» **EXERCISE**: Nothing should be left out: output all of the entries exactly.

» **PROVIDED INFORMATION**:

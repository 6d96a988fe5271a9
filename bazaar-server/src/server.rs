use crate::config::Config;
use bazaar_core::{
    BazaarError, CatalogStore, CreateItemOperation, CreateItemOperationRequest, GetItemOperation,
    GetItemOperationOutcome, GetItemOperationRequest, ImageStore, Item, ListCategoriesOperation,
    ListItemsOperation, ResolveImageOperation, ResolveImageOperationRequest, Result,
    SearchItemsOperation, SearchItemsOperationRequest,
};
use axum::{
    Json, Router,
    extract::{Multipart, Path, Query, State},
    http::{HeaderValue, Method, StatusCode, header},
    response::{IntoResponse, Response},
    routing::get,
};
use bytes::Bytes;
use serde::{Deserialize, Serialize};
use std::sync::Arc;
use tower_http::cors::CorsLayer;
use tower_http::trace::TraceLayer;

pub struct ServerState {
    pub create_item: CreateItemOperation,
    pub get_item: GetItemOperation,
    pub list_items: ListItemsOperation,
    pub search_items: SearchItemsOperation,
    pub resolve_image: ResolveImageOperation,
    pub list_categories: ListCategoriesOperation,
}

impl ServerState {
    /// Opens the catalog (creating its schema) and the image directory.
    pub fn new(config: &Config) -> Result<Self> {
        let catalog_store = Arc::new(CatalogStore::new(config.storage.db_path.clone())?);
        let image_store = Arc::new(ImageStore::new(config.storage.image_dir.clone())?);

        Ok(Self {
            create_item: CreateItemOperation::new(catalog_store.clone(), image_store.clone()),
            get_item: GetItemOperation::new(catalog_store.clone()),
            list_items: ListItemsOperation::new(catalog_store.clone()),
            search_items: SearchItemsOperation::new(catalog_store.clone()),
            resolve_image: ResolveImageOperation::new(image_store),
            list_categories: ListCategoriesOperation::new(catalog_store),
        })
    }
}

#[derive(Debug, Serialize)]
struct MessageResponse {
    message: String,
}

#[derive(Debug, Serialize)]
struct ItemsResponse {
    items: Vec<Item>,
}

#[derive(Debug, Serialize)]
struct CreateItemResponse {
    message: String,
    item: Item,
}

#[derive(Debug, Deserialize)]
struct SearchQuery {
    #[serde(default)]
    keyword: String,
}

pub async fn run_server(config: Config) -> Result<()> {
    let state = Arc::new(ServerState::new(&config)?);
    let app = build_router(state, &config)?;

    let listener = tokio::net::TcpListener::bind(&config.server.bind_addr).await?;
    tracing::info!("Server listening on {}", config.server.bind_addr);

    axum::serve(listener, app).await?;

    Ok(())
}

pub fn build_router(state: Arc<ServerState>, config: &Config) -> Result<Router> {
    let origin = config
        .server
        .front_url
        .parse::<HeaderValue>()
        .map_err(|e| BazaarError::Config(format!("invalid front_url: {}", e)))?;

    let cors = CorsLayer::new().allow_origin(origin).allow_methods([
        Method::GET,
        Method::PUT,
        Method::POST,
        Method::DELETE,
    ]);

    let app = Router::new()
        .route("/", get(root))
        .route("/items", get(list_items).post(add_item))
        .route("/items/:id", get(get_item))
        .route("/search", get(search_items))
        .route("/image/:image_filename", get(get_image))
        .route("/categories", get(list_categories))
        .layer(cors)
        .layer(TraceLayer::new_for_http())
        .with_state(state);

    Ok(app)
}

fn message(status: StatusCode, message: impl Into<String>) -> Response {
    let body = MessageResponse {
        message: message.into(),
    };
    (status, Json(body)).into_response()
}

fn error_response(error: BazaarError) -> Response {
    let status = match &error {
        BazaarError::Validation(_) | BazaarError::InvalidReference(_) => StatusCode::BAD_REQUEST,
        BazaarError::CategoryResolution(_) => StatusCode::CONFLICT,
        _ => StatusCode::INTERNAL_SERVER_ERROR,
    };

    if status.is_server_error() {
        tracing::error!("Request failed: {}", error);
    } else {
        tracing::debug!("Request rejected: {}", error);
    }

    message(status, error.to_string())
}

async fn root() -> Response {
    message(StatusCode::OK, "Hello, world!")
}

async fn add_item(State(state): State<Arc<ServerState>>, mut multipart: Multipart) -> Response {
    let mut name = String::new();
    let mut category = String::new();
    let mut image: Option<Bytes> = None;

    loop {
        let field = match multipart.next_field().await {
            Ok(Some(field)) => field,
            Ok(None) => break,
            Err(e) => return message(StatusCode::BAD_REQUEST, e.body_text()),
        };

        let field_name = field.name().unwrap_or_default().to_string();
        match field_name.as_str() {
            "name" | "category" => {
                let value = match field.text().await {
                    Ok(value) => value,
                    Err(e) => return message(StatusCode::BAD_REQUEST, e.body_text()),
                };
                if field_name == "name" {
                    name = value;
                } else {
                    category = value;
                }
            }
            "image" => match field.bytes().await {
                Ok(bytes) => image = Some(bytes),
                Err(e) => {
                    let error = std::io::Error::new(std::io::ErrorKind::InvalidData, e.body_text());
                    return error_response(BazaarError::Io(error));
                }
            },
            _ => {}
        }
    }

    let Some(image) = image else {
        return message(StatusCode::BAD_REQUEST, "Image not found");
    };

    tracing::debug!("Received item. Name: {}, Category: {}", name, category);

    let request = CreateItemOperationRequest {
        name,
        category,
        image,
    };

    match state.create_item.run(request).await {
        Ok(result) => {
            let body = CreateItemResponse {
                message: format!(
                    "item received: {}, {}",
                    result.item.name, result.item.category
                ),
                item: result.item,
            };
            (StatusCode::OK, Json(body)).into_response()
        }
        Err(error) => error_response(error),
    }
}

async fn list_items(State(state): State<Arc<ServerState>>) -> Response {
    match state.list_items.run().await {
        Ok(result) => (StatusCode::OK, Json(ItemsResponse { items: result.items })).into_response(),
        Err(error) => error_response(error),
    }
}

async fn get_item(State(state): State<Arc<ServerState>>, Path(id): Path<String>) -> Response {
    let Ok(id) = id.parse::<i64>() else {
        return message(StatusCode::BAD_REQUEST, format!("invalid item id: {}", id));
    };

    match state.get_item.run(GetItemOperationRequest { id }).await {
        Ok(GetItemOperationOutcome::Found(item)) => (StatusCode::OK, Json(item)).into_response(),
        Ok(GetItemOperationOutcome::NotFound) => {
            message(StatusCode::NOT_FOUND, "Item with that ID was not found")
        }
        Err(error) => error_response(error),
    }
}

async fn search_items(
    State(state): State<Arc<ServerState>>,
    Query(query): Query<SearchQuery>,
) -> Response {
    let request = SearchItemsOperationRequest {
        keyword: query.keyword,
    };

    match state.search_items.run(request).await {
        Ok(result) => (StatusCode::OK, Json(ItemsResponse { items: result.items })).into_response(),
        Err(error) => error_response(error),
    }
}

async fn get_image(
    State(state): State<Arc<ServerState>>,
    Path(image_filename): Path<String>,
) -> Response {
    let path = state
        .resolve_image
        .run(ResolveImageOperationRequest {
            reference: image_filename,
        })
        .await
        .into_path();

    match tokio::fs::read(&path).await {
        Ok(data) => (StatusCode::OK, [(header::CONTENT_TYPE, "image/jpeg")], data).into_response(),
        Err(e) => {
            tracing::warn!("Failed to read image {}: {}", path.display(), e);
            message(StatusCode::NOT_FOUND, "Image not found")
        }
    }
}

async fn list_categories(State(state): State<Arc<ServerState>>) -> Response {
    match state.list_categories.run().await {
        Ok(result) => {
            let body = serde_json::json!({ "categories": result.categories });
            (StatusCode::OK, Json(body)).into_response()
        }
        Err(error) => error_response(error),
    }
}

» **REPLY**:
repository 6d96a988fe5271a9
filename bazaar-server/src/server.rs
use crate::config::Config;
use bazaar_core::{
    BazaarError, CatalogStore, CreateItemOperation, CreateItemOperationRequest, GetItemOperation,
    GetItemOperationOutcome, GetItemOperationRequest, ImageStore, Item, ListCategoriesOperation,
    ListItemsOperation, ResolveImageOperation, ResolveImageOperationRequest, Result,
    SearchItemsOperation, SearchItemsOperationRequest,
};
use axum::{
    Json, Router,
    extract::{Multipart, Path, Query, State},
    http::{HeaderValue, Method, StatusCode, header},
    response::{IntoResponse, Response},
    routing::get,
};
use bytes::Bytes;
use serde::{Deserialize, Serialize};
use std::sync::Arc;
use tower_http::cors::CorsLayer;
use tower_http::trace::TraceLayer;

pub struct ServerState {
    pub create_item: CreateItemOperation,
    pub get_item: GetItemOperation,
    pub list_items: ListItemsOperation,
    pub search_items: SearchItemsOperation,
    pub resolve_image: ResolveImageOperation,
    pub list_categories: ListCategoriesOperation,
}

impl ServerState {
    /// Opens the catalog (creating its schema) and the image directory.
    pub fn new(config: &Config) -> Result<Self> {
        let catalog_store = Arc::new(CatalogStore::new(config.storage.db_path.clone())?);
        let image_store = Arc::new(ImageStore::new(config.storage.image_dir.clone())?);

        Ok(Self {
            create_item: CreateItemOperation::new(catalog_store.clone(), image_store.clone()),
            get_item: GetItemOperation::new(catalog_store.clone()),
            list_items: ListItemsOperation::new(catalog_store.clone()),
            search_items: SearchItemsOperation::new(catalog_store.clone()),
            resolve_image: ResolveImageOperation::new(image_store),
            list_categories: ListCategoriesOperation::new(catalog_store),
        })
    }
}

#[derive(Debug, Serialize)]
struct MessageResponse {
    message: String,
}

#[derive(Debug, Serialize)]
struct ItemsResponse {
    items: Vec<Item>,
}

#[derive(Debug, Serialize)]
struct CreateItemResponse {
    message: String,
    item: Item,
}

#[derive(Debug, Deserialize)]
struct SearchQuery {
    #[serde(default)]
    keyword: String,
}

pub async fn run_server(config: Config) -> Result<()> {
    let state = Arc::new(ServerState::new(&config)?);
    let app = build_router(state, &config)?;

    let listener = tokio::net::TcpListener::bind(&config.server.bind_addr).await?;
    tracing::info!("Server listening on {}", config.server.bind_addr);

    axum::serve(listener, app).await?;

    Ok(())
}

pub fn build_router(state: Arc<ServerState>, config: &Config) -> Result<Router> {
    let origin = config
        .server
        .front_url
        .parse::<HeaderValue>()
        .map_err(|e| BazaarError::Config(format!("invalid front_url: {}", e)))?;

    let cors = CorsLayer::new().allow_origin(origin).allow_methods([
        Method::GET,
        Method::PUT,
        Method::POST,
        Method::DELETE,
    ]);

    let app = Router::new()
        .route("/", get(root))
        .route("/items", get(list_items).post(add_item))
        .route("/items/:id", get(get_item))
        .route("/search", get(search_items))
        .route("/image/:image_filename", get(get_image))
        .route("/categories", get(list_categories))
        .layer(cors)
        .layer(TraceLayer::new_for_http())
        .with_state(state);

    Ok(app)
}

fn message(status: StatusCode, message: impl Into<String>) -> Response {
    let body = MessageResponse {
        message: message.into(),
    };
    (status, Json(body)).into_response()
}

fn error_response(error: BazaarError) -> Response {
    let status = match &error {
        BazaarError::Validation(_) | BazaarError::InvalidReference(_) => StatusCode::BAD_REQUEST,
        BazaarError::CategoryResolution(_) => StatusCode::CONFLICT,
        _ => StatusCode::INTERNAL_SERVER_ERROR,
    };

    if status.is_server_error() {
        tracing::error!("Request failed: {}", error);
    } else {
        tracing::debug!("Request rejected: {}", error);
    }

    message(status, error.to_string())
}

async fn root() -> Response {
    message(StatusCode::OK, "Hello, world!")
}

async fn add_item(State(state): State<Arc<ServerState>>, mut multipart: Multipart) -> Response {
    let mut name = String::new();
    let mut category = String::new();
    let mut image: Option<Bytes> = None;

    loop {
        let field = match multipart.next_field().await {
            Ok(Some(field)) => field,
            Ok(None) => break,
            Err(e) => return message(StatusCode::BAD_REQUEST, e.body_text()),
        };

        let field_name = field.name().unwrap_or_default().to_string();
        match field_name.as_str() {
            "name" | "category" => {
                let value = match field.text().await {
                    Ok(value) => value,
                    Err(e) => return message(StatusCode::BAD_REQUEST, e.body_text()),
                };
                if field_name == "name" {
                    name = value;
                } else {
                    category = value;
                }
            }
            "image" => match field.bytes().await {
                Ok(bytes) => image = Some(bytes),
                Err(e) => {
                    let error = std::io::Error::new(std::io::ErrorKind::InvalidData, e.body_text());
                    return error_response(BazaarError::Io(error));
                }
            },
            _ => {}
        }
    }

    let Some(image) = image else {
        return message(StatusCode::BAD_REQUEST, "Image not found");
    };

    tracing::debug!("Received item. Name: {}, Category: {}", name, category);

    let request = CreateItemOperationRequest {
        name,
        category,
        image,
    };

    match state.create_item.run(request).await {
        Ok(result) => {
            let body = CreateItemResponse {
                message: format!(
                    "item received: {}, {}",
                    result.item.name, result.item.category
                ),
                item: result.item,
            };
            (StatusCode::OK, Json(body)).into_response()
        }
        Err(error) => error_response(error),
    }
}

async fn list_items(State(state): State<Arc<ServerState>>) -> Response {
    match state.list_items.run().await {
        Ok(result) => (StatusCode::OK, Json(ItemsResponse { items: result.items })).into_response(),
        Err(error) => error_response(error),
    }
}

async fn get_item(State(state): State<Arc<ServerState>>, Path(id): Path<String>) -> Response {
    let Ok(id) = id.parse::<i64>() else {
        return message(StatusCode::BAD_REQUEST, format!("invalid item id: {}", id));
    };

    match state.get_item.run(GetItemOperationRequest { id }).await {
        Ok(GetItemOperationOutcome::Found(item)) => (StatusCode::OK, Json(item)).into_response(),
        Ok(GetItemOperationOutcome::NotFound) => {
            message(StatusCode::NOT_FOUND, "Item with that ID was not found")
        }
        Err(error) => error_response(error),
    }
}

async fn search_items(
    State(state): State<Arc<ServerState>>,
    Query(query): Query<SearchQuery>,
) -> Response {
    let request = SearchItemsOperationRequest {
        keyword: query.keyword,
    };

    match state.search_items.run(request).await {
        Ok(result) => (StatusCode::OK, Json(ItemsResponse { items: result.items })).into_response(),
        Err(error) => error_response(error),
    }
}

async fn get_image(
    State(state): State<Arc<ServerState>>,
    Path(image_filename): Path<String>,
) -> Response {
    let path = state
        .resolve_image
        .run(ResolveImageOperationRequest {
            reference: image_filename,
        })
        .await
        .into_path();

    match tokio::fs::read(&path).await {
        Ok(data) => (StatusCode::OK, [(header::CONTENT_TYPE, "image/jpeg")], data).into_response(),
        Err(e) => {
            tracing::warn!("Failed to read image {}: {}", path.display(), e);
            message(StatusCode::NOT_FOUND, "Image not found")
        }
    }
}

async fn list_categories(State(state): State<Arc<ServerState>>) -> Response {
    match state.list_categories.run().await {
        Ok(result) => {
            let body = serde_json::json!({ "categories": result.categories });
            (StatusCode::OK, Json(body)).into_response()
        }
        Err(error) => error_response(error),
    }
}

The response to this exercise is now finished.